** SUPPLIED RECORDS follows **

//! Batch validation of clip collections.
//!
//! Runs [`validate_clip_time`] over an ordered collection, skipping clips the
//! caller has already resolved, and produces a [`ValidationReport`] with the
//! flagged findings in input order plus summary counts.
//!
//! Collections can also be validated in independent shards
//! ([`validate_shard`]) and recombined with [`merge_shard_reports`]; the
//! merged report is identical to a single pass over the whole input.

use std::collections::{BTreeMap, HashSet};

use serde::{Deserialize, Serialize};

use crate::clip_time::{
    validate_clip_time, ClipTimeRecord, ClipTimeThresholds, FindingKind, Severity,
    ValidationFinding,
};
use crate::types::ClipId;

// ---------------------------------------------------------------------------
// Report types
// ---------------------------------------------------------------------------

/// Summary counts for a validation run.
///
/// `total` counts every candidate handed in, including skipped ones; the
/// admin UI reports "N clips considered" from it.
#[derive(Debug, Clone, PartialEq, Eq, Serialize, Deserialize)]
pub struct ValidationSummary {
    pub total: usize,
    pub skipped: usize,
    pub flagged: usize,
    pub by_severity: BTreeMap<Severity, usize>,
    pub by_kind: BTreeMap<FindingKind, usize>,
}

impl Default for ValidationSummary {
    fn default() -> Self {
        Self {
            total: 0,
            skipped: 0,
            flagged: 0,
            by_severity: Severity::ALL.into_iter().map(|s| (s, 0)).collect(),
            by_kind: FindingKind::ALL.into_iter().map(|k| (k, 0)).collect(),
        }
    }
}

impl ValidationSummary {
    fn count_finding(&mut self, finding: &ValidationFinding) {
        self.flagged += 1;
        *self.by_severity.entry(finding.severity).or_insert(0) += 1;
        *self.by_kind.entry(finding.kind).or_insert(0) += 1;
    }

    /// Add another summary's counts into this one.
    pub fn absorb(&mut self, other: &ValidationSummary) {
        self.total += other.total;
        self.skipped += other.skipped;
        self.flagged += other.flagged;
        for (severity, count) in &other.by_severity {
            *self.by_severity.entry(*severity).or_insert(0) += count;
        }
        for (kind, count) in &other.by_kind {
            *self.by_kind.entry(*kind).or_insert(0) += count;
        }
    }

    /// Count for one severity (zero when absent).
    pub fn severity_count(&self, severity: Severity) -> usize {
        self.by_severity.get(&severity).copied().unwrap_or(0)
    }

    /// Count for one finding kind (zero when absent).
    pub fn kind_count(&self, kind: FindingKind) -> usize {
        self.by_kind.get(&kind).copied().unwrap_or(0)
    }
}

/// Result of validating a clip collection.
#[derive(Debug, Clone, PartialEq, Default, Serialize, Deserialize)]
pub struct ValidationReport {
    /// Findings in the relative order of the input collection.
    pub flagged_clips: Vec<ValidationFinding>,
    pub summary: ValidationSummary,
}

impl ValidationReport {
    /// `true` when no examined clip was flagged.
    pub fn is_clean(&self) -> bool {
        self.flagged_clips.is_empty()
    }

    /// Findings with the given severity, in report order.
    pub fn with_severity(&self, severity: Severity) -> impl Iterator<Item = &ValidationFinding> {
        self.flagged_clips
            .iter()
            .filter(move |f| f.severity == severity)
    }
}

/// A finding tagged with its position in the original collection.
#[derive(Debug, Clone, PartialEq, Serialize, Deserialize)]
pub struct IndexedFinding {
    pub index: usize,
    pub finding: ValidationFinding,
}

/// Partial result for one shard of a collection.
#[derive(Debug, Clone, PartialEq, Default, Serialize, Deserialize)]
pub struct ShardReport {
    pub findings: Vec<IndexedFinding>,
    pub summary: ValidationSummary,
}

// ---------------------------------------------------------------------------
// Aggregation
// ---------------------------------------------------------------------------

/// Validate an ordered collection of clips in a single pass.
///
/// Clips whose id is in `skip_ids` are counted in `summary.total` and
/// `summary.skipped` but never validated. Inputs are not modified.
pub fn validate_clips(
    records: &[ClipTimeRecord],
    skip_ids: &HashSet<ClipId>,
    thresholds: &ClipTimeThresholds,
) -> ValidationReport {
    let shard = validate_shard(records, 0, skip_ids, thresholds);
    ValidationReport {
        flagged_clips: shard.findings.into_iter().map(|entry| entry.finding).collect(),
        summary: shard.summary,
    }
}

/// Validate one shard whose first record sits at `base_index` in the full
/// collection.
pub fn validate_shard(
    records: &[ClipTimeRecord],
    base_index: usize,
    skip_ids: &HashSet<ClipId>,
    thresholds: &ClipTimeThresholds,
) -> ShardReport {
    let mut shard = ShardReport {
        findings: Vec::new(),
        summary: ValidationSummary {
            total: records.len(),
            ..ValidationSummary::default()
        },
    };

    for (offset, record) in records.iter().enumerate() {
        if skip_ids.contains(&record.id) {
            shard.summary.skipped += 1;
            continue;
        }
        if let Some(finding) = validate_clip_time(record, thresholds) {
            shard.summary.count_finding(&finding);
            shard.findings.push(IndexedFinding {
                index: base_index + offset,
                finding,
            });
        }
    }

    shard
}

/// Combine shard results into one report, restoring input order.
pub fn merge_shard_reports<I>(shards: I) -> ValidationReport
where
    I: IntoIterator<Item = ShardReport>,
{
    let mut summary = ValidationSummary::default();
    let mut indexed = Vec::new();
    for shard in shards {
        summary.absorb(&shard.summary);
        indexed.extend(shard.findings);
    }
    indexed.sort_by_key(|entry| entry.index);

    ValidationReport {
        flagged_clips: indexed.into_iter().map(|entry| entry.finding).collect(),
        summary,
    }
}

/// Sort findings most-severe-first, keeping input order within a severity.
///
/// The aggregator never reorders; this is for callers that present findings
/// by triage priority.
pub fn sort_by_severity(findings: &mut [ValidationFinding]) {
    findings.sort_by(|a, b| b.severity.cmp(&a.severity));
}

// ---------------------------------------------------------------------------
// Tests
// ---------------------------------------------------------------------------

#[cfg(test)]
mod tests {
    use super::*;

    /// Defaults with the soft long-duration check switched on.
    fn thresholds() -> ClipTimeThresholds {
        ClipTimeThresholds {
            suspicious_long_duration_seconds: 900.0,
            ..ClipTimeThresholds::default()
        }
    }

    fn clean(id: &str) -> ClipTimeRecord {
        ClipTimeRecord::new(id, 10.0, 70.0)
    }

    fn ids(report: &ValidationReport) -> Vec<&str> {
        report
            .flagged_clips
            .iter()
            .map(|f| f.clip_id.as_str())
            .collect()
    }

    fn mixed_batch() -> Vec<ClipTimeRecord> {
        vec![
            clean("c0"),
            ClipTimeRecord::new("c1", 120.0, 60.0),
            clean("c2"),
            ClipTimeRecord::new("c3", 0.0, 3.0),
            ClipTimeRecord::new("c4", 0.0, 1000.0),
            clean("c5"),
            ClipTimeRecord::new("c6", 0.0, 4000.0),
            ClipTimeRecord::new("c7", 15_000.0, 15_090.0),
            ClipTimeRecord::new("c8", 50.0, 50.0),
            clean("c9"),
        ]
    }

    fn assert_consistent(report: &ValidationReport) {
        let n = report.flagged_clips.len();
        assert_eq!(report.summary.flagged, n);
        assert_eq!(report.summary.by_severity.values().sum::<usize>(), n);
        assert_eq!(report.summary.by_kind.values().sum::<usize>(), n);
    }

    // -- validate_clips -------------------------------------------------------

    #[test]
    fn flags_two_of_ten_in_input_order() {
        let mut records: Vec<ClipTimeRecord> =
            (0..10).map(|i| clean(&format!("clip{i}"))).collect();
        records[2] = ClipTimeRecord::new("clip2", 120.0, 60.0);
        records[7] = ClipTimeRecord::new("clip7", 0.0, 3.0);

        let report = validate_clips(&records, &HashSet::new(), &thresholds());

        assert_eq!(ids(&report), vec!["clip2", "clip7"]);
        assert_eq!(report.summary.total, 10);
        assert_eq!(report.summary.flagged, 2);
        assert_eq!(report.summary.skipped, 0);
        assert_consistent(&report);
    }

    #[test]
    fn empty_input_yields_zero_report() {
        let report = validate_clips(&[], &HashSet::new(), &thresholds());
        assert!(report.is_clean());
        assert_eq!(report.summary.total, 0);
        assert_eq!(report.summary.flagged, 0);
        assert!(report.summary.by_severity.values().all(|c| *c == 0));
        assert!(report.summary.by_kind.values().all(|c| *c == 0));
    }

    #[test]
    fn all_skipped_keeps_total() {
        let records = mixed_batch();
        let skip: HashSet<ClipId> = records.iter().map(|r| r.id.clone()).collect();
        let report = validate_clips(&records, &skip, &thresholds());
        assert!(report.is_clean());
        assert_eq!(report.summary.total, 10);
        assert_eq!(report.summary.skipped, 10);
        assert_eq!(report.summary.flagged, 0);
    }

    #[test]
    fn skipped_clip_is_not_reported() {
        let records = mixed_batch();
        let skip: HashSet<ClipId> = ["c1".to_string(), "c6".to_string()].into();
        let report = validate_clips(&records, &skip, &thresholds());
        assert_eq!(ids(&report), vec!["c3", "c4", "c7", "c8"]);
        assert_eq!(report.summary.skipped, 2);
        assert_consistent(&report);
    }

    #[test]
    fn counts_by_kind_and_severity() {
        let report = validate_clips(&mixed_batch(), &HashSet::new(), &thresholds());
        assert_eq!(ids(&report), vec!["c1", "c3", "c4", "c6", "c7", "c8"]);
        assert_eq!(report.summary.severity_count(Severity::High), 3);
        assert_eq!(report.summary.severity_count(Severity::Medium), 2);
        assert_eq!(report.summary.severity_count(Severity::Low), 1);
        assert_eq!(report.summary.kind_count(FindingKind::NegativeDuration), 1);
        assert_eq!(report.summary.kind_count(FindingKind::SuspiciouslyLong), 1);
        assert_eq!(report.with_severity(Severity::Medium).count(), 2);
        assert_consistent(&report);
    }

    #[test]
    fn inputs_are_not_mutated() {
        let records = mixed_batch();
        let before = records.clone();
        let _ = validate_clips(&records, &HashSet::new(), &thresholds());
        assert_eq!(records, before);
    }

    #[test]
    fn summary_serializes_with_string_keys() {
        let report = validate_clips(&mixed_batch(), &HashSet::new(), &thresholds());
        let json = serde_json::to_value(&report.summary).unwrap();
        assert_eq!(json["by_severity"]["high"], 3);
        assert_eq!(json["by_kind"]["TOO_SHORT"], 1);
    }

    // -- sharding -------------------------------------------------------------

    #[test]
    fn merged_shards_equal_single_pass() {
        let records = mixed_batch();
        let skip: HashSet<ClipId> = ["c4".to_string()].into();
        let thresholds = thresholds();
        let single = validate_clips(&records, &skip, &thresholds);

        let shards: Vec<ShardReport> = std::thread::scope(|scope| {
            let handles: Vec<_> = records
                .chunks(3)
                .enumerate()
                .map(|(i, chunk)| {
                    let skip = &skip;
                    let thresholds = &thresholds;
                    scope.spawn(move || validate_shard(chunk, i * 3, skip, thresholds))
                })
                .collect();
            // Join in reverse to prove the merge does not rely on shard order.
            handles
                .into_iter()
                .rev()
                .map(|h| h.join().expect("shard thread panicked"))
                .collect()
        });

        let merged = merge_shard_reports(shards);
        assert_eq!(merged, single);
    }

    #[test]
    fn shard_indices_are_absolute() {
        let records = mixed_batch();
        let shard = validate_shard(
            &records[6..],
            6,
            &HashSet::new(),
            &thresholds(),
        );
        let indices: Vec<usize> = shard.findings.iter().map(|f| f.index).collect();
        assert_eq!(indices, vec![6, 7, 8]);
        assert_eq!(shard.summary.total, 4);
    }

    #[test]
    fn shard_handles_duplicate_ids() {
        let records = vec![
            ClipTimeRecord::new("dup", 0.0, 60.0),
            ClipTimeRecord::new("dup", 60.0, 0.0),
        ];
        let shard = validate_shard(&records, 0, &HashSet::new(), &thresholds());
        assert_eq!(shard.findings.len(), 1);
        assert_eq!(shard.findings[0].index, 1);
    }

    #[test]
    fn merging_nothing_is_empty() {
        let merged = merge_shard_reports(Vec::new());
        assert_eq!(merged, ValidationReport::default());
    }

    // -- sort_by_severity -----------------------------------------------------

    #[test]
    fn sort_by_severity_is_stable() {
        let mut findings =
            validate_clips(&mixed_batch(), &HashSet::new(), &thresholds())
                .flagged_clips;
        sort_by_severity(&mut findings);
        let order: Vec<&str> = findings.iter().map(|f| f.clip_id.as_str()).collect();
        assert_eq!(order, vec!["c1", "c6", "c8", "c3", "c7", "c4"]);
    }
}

** End of SUPPLIED RECORDS **

**GOAL OF THE EXERCISE:**
If a line in the material holds "BTreeMap", copy it.

**THE COMPLETED TASK:**
use std::collections::{BTreeMap, HashSet};
    pub by_severity: BTreeMap<Severity, usize>,
    pub by_kind: BTreeMap<FindingKind, usize>,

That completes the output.